Gráficamente es resultón, la historia que quiere contar es interesante y los temas que quiere tocar, y como los aborda, son curiosos. Pero la ambientación puede resultar demasiado artificial. Incluso a un fan de Blade runner como yo le resulta difícil justificar el uso de tantos carteles de neón con letra asiáticas en una ciudad poblada por personas de raza caucásica sin razón argumental alguna, más allá del simple guiño a la obra maestra del ciberpunk. En un juego que no use el ambiente para contar su historia, este punto podría pasar como anecdótico. Pero si quieres tomarte tan en serio la narrativa ambiental, un cliché de este calibre tiene que estar justificado o da la sensación de ser simple pereza creativa.

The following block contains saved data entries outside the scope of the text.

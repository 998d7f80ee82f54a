// src/core/replication/mod.rs

//! The HA replication engine (component F): policies replicate a guest's
//! dataset to one or more peers on a cron tick, namespaced apart from
//! ordinary backups. [`crate::core::failover`] owns lease renewal and
//! owner failover; this module owns the data-moving side.

pub mod run;
pub mod scheduler;

pub use run::ReplicationRunner;
pub use scheduler::{ReplicationRunMessage, ReplicationScheduler, REPLICATION_QUEUE_NAME};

Y es que, quizá la idea de mezclar la fórmula de los juegos de Playdead con puzles más profundos no fuese la mejor idea desde un principio. Una buena historia requiere de un ritmo propio para ser contada, y este es el gran problema con el que tienen que lidiar los videojuegos centrados en la narrativa. Es difícil mantener un ritmo determinado cuando el control está en manos de otra persona, eso es verdad. Es un problema intrínseco a los videojuegos.  Sin embargo, creo que poner a cada poco un puzle de mecánicas y controles nuevos es como intentar apagar un incendio con gasolina. Si bien en los juegos de Playdead y similares podemos encontrarnos con un puzle que no entendamos y nos deje un rato rascándonos la cabeza, los controles son casi siempre los mismos y suelen presentar los elementos de los puzles de forma secuencial. En 7th Sector controlamos una cosa y al instante siguiente tenemos que poseer otra muy distinta, con controles específicos y para resolver un puzle único. Al jugador se le hace perder mucho tiempo aprendiendo cosas nuevas que luego se desechan, y es difícil no acabar por ver estos parones como pérdidas de tiempo que nos rompen la narrativa y nos separan de lo verdaderamente interesante: la historia.

Quizás esté siendo demasiado pesimista en este aspecto. Quizá sí se pueda reconciliar puzles y narrativa ambiental. Pero es algo que requiere de una finura que, sinceramente, no veo por ningún lado en este juego. Una falta de conciencia propia –como decía al principio- que acaba por permear en muchos niveles y que estropea lo que a priori sonaba como una buena idea.